## Problem to work on
Collect all lines containing the word "UnitService" from the data.

## Given data
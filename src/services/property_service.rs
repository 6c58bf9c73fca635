use chrono::Utc;
use uuid::Uuid;
use validator::Validate;

use crate::error::{AppError, AppResult};
use crate::models::{Property, PropertyRequest, Unit, UnitRequest};
use crate::store::Store;
use crate::utils::validators::sanitize_string;

pub struct PropertyService;

impl PropertyService {
    pub async fn create(store: &dyn Store, request: PropertyRequest) -> AppResult<Property> {
        request.validate()?;

        let property = Property {
            id: Uuid::new_v4(),
            address: sanitize_string(&request.address),
            monthly_rent: request.monthly_rent,
            description: request.description,
            status: request.status,
            created_at: Utc::now(),
        };
        store.insert_property(&property).await?;

        Ok(property)
    }

    pub async fn get(store: &dyn Store, id: Uuid) -> AppResult<Property> {
        store
            .get_property(id)
            .await?
            .ok_or_else(|| AppError::NotFound("Property not found".to_string()))
    }

    pub async fn list(store: &dyn Store) -> AppResult<Vec<Property>> {
        store.list_properties().await
    }

    pub async fn update(
        store: &dyn Store,
        id: Uuid,
        request: PropertyRequest,
    ) -> AppResult<Property> {
        request.validate()?;

        let mut property = Self::get(store, id).await?;
        property.address = sanitize_string(&request.address);
        property.monthly_rent = request.monthly_rent;
        property.description = request.description;
        property.status = request.status;

        if !store.update_property(&property).await? {
            return Err(AppError::NotFound("Property not found".to_string()));
        }
        Ok(property)
    }

    pub async fn delete(store: &dyn Store, id: Uuid) -> AppResult<()> {
        if !store.delete_property(id).await? {
            return Err(AppError::NotFound("Property not found".to_string()));
        }
        Ok(())
    }
}

pub struct UnitService;

impl UnitService {
    pub async fn create(store: &dyn Store, request: UnitRequest) -> AppResult<Unit> {
        request.validate()?;
        // Юнит всегда принадлежит существующему объекту
        PropertyService::get(store, request.property_id).await?;

        let unit = Unit {
            id: Uuid::new_v4(),
            property_id: request.property_id,
            unit_number: sanitize_string(&request.unit_number),
            unit_type: request.unit_type,
            monthly_rent: request.monthly_rent,
            bedrooms: request.bedrooms,
            bathrooms: request.bathrooms,
            surface_area: request.surface_area,
            description: request.description,
            status: request.status,
            created_at: Utc::now(),
        };
        store.insert_unit(&unit).await?;

        Ok(unit)
    }

    pub async fn get(store: &dyn Store, id: Uuid) -> AppResult<Unit> {
        store
            .get_unit(id)
            .await?
            .ok_or_else(|| AppError::NotFound("Unit not found".to_string()))
    }

    pub async fn list(store: &dyn Store, property_id: Option<Uuid>) -> AppResult<Vec<Unit>> {
        store.list_units(property_id).await
    }

    pub async fn update(store: &dyn Store, id: Uuid, request: UnitRequest) -> AppResult<Unit> {
        request.validate()?;

        let mut unit = Self::get(store, id).await?;
        if unit.property_id != request.property_id {
            PropertyService::get(store, request.property_id).await?;
        }

        unit.property_id = request.property_id;
        unit.unit_number = sanitize_string(&request.unit_number);
        unit.unit_type = request.unit_type;
        unit.monthly_rent = request.monthly_rent;
        unit.bedrooms = request.bedrooms;
        unit.bathrooms = request.bathrooms;
        unit.surface_area = request.surface_area;
        unit.description = request.description;
        unit.status = request.status;

        if !store.update_unit(&unit).await? {
            return Err(AppError::NotFound("Unit not found".to_string()));
        }
        Ok(unit)
    }

    pub async fn delete(store: &dyn Store, id: Uuid) -> AppResult<()> {
        if !store.delete_unit(id).await? {
            return Err(AppError::NotFound("Unit not found".to_string()));
        }
        Ok(())
    }
}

## Answer space
pub struct UnitService;
impl UnitService {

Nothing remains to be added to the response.